Chroniques

par laurent bergnach

HoMo XeRoX
théâtre musical de Claude Lenners

Opéra de Tours
- 26 mars 2006
HoMo XeRoX, théâtre musical de Claude Lenners
© françois berthon

Ce sont la force et l'actualité des textes du Gai Savoir qui ont conduit le Luxembourgeois Claude Lenners (né en 1956) à la confection d'un « libretto fragmentaire pouvant servir de base pour un projet de théâtre musical dramatique ». Du livre de Nietzsche (paru en 1882), il tire considérations et réflexions sur les rapports des hommes entre eux – l'amitié, la morale, la domination des masses, le châtiment, le rire –, avec la science – la conservation de l'espèce, les narcotiques – ou avec l'art – la passion des Antiques pour le beau discours, l'importance du rythme, de la musique. « Concevoir le projet HoMo XeRoX, explique le compositeur,ce serait la tentative d'un regard dans le miroir, afin de percevoir – à travers les reflets de nos racines culturelles gréco-romaines – qu'il nous incombe à prendre en main le destin de notre civilisation, dans un monde dominé par la technologie moderne ».

Des bruits d'eau et des phrases accompagnent la préparation des musiciens, avant l'entrée du Maître et de son disciple – Philippe Fauconnier, Karim Hammiche. Autour des comédiens, sur des podiums longilignes, sont disposés des aquariums de hauteurs différentes. Nous sommes dans un laboratoire, qui n'attend plus que l'arrivée des cobayes-musiciens – membres du Chœur de l'Opéra de Tours – pour commencer des expériences. Échangeant leurs propos le plus souvent dans le silence, ces deux-là cherchent à créer le musicien supérieur. Dans ses notes d'intention, le metteur en scène José Manuel Cano Lopez évoque les univers de Frankenstein, Philip K. Dick ou de Matrix. Hélas, il a beau emprunter son grand manteau à Keanu Reeves, son gant magique à Tom Cruise, sa science-fiction a un côté désuet.
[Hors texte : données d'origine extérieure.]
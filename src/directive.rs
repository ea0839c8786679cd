//! Assembly-directive glue (C11, thin glue around an external collaborator): recognizes
//! `.text`, `.data`, `.bss`, an optional numeric subsection, and switches the current section.

use crate::format::SectionKind;
use crate::streamer::Streamer;

/// One of the three section-switching directives.
#[derive(Debug, Clone, Copy, PartialEq, Eq)]
pub enum Directive {
    /// `.text`
    Text,
    /// `.data`
    Data,
    /// `.bss`
    Bss,
}

impl Directive {
    /// Recognize a directive token. Case-sensitive, matching the literal spellings `.text`,
    /// `.data`, `.bss`.
    pub fn parse(token: &str) -> Option<Directive> {
        match token {
            ".text" => Some(Directive::Text),
            ".data" => Some(Directive::Data),
            ".bss" => Some(Directive::Bss),
            _ => None,
        }
    }

    fn section_kind(self) -> SectionKind {
        match self {
            Directive::Text => SectionKind::Text,
            Directive::Data => SectionKind::Data,
            Directive::Bss => SectionKind::Bss,
        }
    }

    fn section_name(self, subsection: Option<i64>) -> String {
        let base = match self {
            Directive::Text => ".text",
            Directive::Data => ".data",
            Directive::Bss => ".bss",
        };
        match subsection {
            Some(n) => format!("{base}.{n}"),
            None => base.to_string(),
        }
    }

    /// Switch `streamer`'s current section to match this directive, creating it on first use.
    ///
    /// A real front end parses a full bracket expression for `subsection` (bracket expressions
    /// are enabled for this directive); this glue only accepts an already-evaluated integer,
    /// leaving expression parsing to the out-of-scope assembly parser.
    pub fn apply(self, streamer: &mut Streamer<'_>, subsection: Option<i64>) {
        let name = self.section_name(subsection);
        streamer.switch_section(&name, self.section_kind());
    }
}

#[cfg(test)]
mod tests {
    use super::*;
    use crate::asm::Assembler;
    use crate::format::SectionKind;

    #[test]
    fn directive_tokens_are_recognized() {
        assert_eq!(Directive::parse(".text"), Some(Directive::Text));
        assert_eq!(Directive::parse(".data"), Some(Directive::Data));
        assert_eq!(Directive::parse(".bss"), Some(Directive::Bss));
        assert_eq!(Directive::parse(".globl"), None);
    }

    #[test]
    fn switching_sections_round_trips_through_the_same_section() {
        let mut asm = Assembler::new();
        {
            let mut streamer = Streamer::new(&mut asm);
            Directive::Data.apply(&mut streamer, None);
            Directive::Text.apply(&mut streamer, None);
            Directive::Data.apply(&mut streamer, None);
        }
        assert_eq!(asm.sections().count(), 2);
        let first = asm.sections().next().unwrap();
        assert_eq!(first.1.kind(), SectionKind::Data);
        assert_eq!(asm.current_section(), Some(first.0));
    }
}
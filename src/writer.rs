//! Object writer (C8): orchestrates post-layout binding, section enumeration, relocation
//! intake, and final serialization in the file layout mandated by §4.7.

use std::io;
use std::io::Write;

use crate::asm::Assembler;
use crate::asm::AsmLayout;
use crate::format;
use crate::io::CountingWriter;
use crate::io::WlavWrite;
use crate::maps::SectionMap;
use crate::maps::SymbolMap;
use crate::reloc::record_relocation;
use crate::reloc::ComplexRelocation;
use crate::reloc::Relocation;
use crate::reloc::RelocationTarget;
use crate::reloc::SimpleRelocation;
use crate::reloc::TargetObjectWriter;
use crate::section::SectionId;
use crate::source::SourceFileIndex;
use crate::symbol_name::write_mangled_symbol_name;

#[derive(Debug, Clone, Copy, PartialEq, Eq, PartialOrd, Ord, Default)]
enum WriterState {
    #[default]
    Init,
    SectionsEnumerated,
    SymbolsSnapshotted,
}

/// Accumulates section/symbol classification and relocations, then serializes a WLAV object.
///
/// Follows the state machine documented in §4.7: sections are enumerated, then symbols are
/// snapshotted during post-layout binding, then any number of relocations are recorded, then
/// `write_object` emits the file and the writer is spent. Each method's `debug_assert!` enforces
/// that order is a programmer error to violate, not a recoverable one (§7).
#[derive(Debug, Default)]
pub struct ObjectWriter {
    sections: SectionMap,
    symbols: SymbolMap,
    simple_relocations: Vec<SimpleRelocation>,
    complex_relocations: Vec<ComplexRelocation>,
    source_index: SourceFileIndex,
    state: WriterState,
}

impl ObjectWriter {
    /// A fresh writer with empty side tables.
    pub fn new() -> Self {
        Self::default()
    }

    /// Assign dense 1-based ids to every section in `asm`, in enumeration order.
    pub fn enumerate_sections(&mut self, asm: &Assembler) {
        debug_assert!(
            self.state <= WriterState::SectionsEnumerated,
            "enumerate_sections called out of order"
        );
        for (id, _) in asm.sections() {
            self.sections.add(id);
        }
        self.state = WriterState::SectionsEnumerated;
    }

    /// Snapshot every symbol's `{exported, private}` classification.
    pub fn execute_post_layout_binding(&mut self, asm: &Assembler) {
        debug_assert!(
            self.state <= WriterState::SymbolsSnapshotted,
            "execute_post_layout_binding called out of order"
        );
        for (id, symbol) in asm.symbols() {
            self.symbols.add(symbol, id);
        }
        self.state = WriterState::SymbolsSnapshotted;
        log::debug!("post-layout binding complete");
    }

    /// Record a relocation for `fixup`, resolving its source location against `asm`.
    ///
    /// # Panics
    ///
    /// Panics (an asserted invariant, §7) if called before [`Self::execute_post_layout_binding`]
    /// and `target.sym_a` would not resolve through the symbol map.
    pub fn record_relocation(
        &mut self,
        asm: &Assembler,
        section: SectionId,
        fragment_offset: u64,
        fixup: &crate::fixup::Fixup,
        target: &RelocationTarget,
        target_writer: &dyn TargetObjectWriter,
    ) {
        debug_assert!(
            self.symbols.has_symbol(target.sym_a),
            "relocation references a symbol absent from the symbol map"
        );
        let (file_id, line) = self.source_index.resolve_file_line(asm, fixup.loc);
        let mut fixed_value = 0;
        match record_relocation(
            asm,
            section,
            fragment_offset,
            fixup,
            target,
            target_writer,
            file_id,
            line,
            &mut fixed_value,
        ) {
            Relocation::Simple(r) => self.simple_relocations.push(r),
            Relocation::Complex(r) => self.complex_relocations.push(r),
        }
    }

    /// Serialize `asm`/`layout` as a WLAV object into `sink`, returning the number of bytes
    /// written.
    ///
    /// If sections have not yet been enumerated, does so first (idempotently), matching the
    /// original's tolerance for being driven either explicitly or implicitly.
    pub fn write_object<W: Write>(
        &mut self,
        asm: &Assembler,
        layout: &AsmLayout<'_>,
        sink: W,
    ) -> Result<u64, crate::Error> {
        if self.state == WriterState::Init {
            self.enumerate_sections(asm);
        }

        let mut out = CountingWriter::new(sink);
        out.write_bytes(&format::MAGIC)?;
        out.write_u8(format::MISC_BITS)?;

        self.source_index.write_source_files(asm, &mut out)?;

        out.write_u32(0)?; // exported-definitions count

        self.write_symbol_table(asm, layout, &mut out)?;
        self.write_simple_relocations(asm, &mut out)?;
        self.write_complex_relocations(asm, &mut out)?;

        out.write_u32(0)?; // label size-of list
        out.write_u32(0)?; // section appends

        self.write_data_sections(asm, layout, &mut out)?;

        log::debug!("wrote {} bytes", out.count());
        Ok(out.count())
    }

    fn write_symbol_table<W: Write>(
        &self,
        asm: &Assembler,
        layout: &AsmLayout<'_>,
        out: &mut CountingWriter<W>,
    ) -> io::Result<()> {
        let exported = self.symbols.exported_symbols(asm, &self.sections);
        out.write_u32(exported.len() as u32)?;
        for (id, symbol) in exported {
            write_mangled_symbol_name(out, asm, &self.symbols, id)?;
            out.write_u8(0)?; // NUL terminator
            out.write_u8(0)?; // kind: label
            let section = symbol.section().expect("exported symbol is always in_section");
            out.write_u32(self.sections.lookup(section))?;
            out.write_u8(1)?; // file_id: hard-coded, see §9/DESIGN.md
            out.write_u32(0)?; // line: hard-coded
            let offset = layout
                .symbol_offset(id)
                .expect("exported symbol must resolve to an absolute offset");
            out.write_u32(offset as u32)?;
        }
        Ok(())
    }

    fn write_simple_relocations<W: Write>(
        &self,
        asm: &Assembler,
        out: &mut CountingWriter<W>,
    ) -> io::Result<()> {
        out.write_u32(self.simple_relocations.len() as u32)?;
        for r in &self.simple_relocations {
            write_mangled_symbol_name(out, asm, &self.symbols, r.symbol)?;
            out.write_u8(0)?;
            out.write_u8(r.kind.simple_code())?;
            out.write_u8(0)?;
            out.write_u32(self.sections.lookup(r.section))?;
            out.write_u8(r.file_id as u8)?;
            out.write_u32(r.line)?;
            out.write_u32(r.offset as u32)?;
        }
        Ok(())
    }

    fn write_complex_relocations<W: Write>(
        &self,
        asm: &Assembler,
        out: &mut CountingWriter<W>,
    ) -> io::Result<()> {
        out.write_u32(self.complex_relocations.len() as u32)?;
        for (i, r) in self.complex_relocations.iter().enumerate() {
            out.write_u32((i + 1) as u32)?;
            out.write_u8(r.kind.complex_code())?;
            out.write_u8(0)?;
            out.write_u32(self.sections.lookup(r.section))?;
            out.write_u8(r.file_id as u8)?;
            out.write_u8(r.stack.len() as u8)?;
            out.write_u8(0)?;
            out.write_u32(r.offset as u32)?;
            out.write_u32(r.line)?;
            for entry in &r.stack {
                entry.write(out, asm, &self.symbols)?;
            }
        }
        Ok(())
    }

    fn write_data_sections<W: Write>(
        &self,
        asm: &Assembler,
        layout: &AsmLayout<'_>,
        out: &mut CountingWriter<W>,
    ) -> io::Result<()> {
        for &id in self.sections.order() {
            let section = asm.section(id);
            out.write_bytes(section.kind().wire_name())?;
            out.write_u8(format::SECTION_FREE)?;
            out.write_u8(0)?; // namespace
            out.write_u32(self.sections.lookup(id))?;
            out.write_u8(1)?; // file_id: constant
            out.write_u32(layout.section_file_size(id) as u32)?;
            out.write_u32(1)?; // alignment: constant
            out.write_u32(0)?; // priority: constant
            out.write_bytes(&section.fragment().data)?;
            out.write_u8(0)?; // no list-file info
        }
        Ok(())
    }
}
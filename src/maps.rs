//! Section and symbol maps (C5): the two side tables the object writer populates during
//! enumeration and post-layout binding.

use std::collections::HashMap;

use crate::asm::Assembler;
use crate::section::SectionId;
use crate::symbol::Symbol;
use crate::symbol::SymbolId;

/// Assigns dense, 1-based wire ids to sections in enumeration order.
#[derive(Debug, Default)]
pub struct SectionMap {
    ids: HashMap<SectionId, u32>,
    next_id: u32,
    /// The order sections were added in, reused verbatim for the final per-section emission
    /// pass (§4.7 item 9) so that section ids assigned here stay consistent with the order the
    /// writer later iterates in — see the resolved open question in the design notes.
    order: Vec<SectionId>,
}

impl SectionMap {
    /// Assign the next id (starting at 1) to `section`, if it hasn't been seen before.
    pub fn add(&mut self, section: SectionId) {
        self.ids.entry(section).or_insert_with(|| {
            self.next_id += 1;
            self.next_id
        });
        if !self.order.contains(&section) {
            self.order.push(section);
        }
    }

    /// The wire id for `section`, or `0` if it has never been added (used for sanity
    /// assertions, never emitted on the wire).
    pub fn lookup(&self, section: SectionId) -> u32 {
        self.ids.get(&section).copied().unwrap_or(0)
    }

    /// Sections in the order they were enumerated, for the final data-section emission pass.
    pub fn order(&self) -> &[SectionId] {
        &self.order
    }
}

/// A symbol's classification, snapshotted during post-layout binding.
#[derive(Debug, Clone, Copy, Default)]
pub struct SymbolInfo {
    /// `exported ⇔ in_section ∧ name ≠ ""`.
    pub exported: bool,
    /// `private ⇔ temporary ∨ (defined ∧ ¬external)`.
    pub private: bool,
}

/// Snapshots every symbol's `{exported, private}` classification at post-layout-binding time.
#[derive(Debug, Default)]
pub struct SymbolMap {
    info: HashMap<SymbolId, SymbolInfo>,
}

impl SymbolMap {
    /// Snapshot `symbol`'s classification.
    pub fn add(&mut self, symbol: &Symbol, id: SymbolId) {
        self.info.insert(
            id,
            SymbolInfo {
                exported: symbol.is_exported(),
                private: symbol.is_private(),
            },
        );
    }

    /// Whether `symbol` was registered in this map at all.
    pub fn has_symbol(&self, symbol: SymbolId) -> bool {
        self.info.contains_key(&symbol)
    }

    /// Whether `symbol` is private. Panics if `symbol` was never registered — the asserted
    /// invariant from §7: every queried symbol in `is_private` must have been registered.
    pub fn is_private(&self, symbol: SymbolId) -> bool {
        self.info
            .get(&symbol)
            .unwrap_or_else(|| panic!("symbol not registered in symbol map"))
            .private
    }

    /// All symbols classified as exported, sorted by `(section_id, offset, name)` for
    /// deterministic, byte-reproducible output (see the design notes).
    pub fn exported_symbols<'a>(
        &self,
        asm: &'a Assembler,
        sections: &SectionMap,
    ) -> Vec<(SymbolId, &'a Symbol)> {
        let mut out: Vec<(SymbolId, &Symbol)> = self
            .info
            .iter()
            .filter(|(_, info)| info.exported)
            .map(|(&id, _)| (id, asm.symbol(id)))
            .collect();
        out.sort_by(|(_, a), (_, b)| {
            let section_key = |s: &Symbol| s.section().map(|sec| sections.lookup(sec)).unwrap_or(0);
            (section_key(a), a.offset().unwrap_or(0), a.name()).cmp(&(
                section_key(b),
                b.offset().unwrap_or(0),
                b.name(),
            ))
        });
        out
    }
}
À l'heure où la technologie nous propose des capteurs pour saisir à l'identique les sensations d'un autre être vivant, les gesticulations névrotiques des choristes, les figures un peu molles d'un danseur androïde – Julien Barot – nous ramènent au temps de Mabuse au lieu d'annoncer celui de Nikopol. De même, l'humiliation par la mise à nu appartient à une autre époque. Enfin, les images projetées sur trois écrans (souris blanche, shoot, abattoir, rivage), même quand elles jouent sur la métaphore, sont d'une pauvreté sans mesure, et seul ce corps qui court vers l'horizon, dans un couloir étrange, apporte un peu de mystère au propos.

En fosse, Jacques Pési conduit l'Orchestre Symphonique Région Centre Tours dans une partition qui laisse d'abord place aux cuivres (présence des cors en baignoire) et aux percussions (marimba, timbales), avant de libérer les cordes jusqu'à l'impressionnant solo final du violoniste Lyonel Schmit. Les interventions scéniques de Pierre Chatenay (piano) et Patrick Desreumaux (flûte) sont agréables, à l'inverse des inserts d'électroacoustique bien décevants, comme souvent, et des emprunts à Bizet ou Rossini (scène 4) assez ridicules. Côté voix, outre le chœur – qui s'exprime par onomatopées, à travers un Zaoum ou les leçons du Maître –, signalons l'intervention en allemand du mezzo Nicole Boucher (scène 6) ; son chant rond et légèrement corsé paraît tout d'abord fragile puis éclate en force. On sourit évidemment quand son « dégage, voleur, tortionnaire ! » accompagne le départ d'un des nombreux spectateurs qui n'ont pu attendre la fin de ces deux heures de spectacle pour en fuir l'ennui.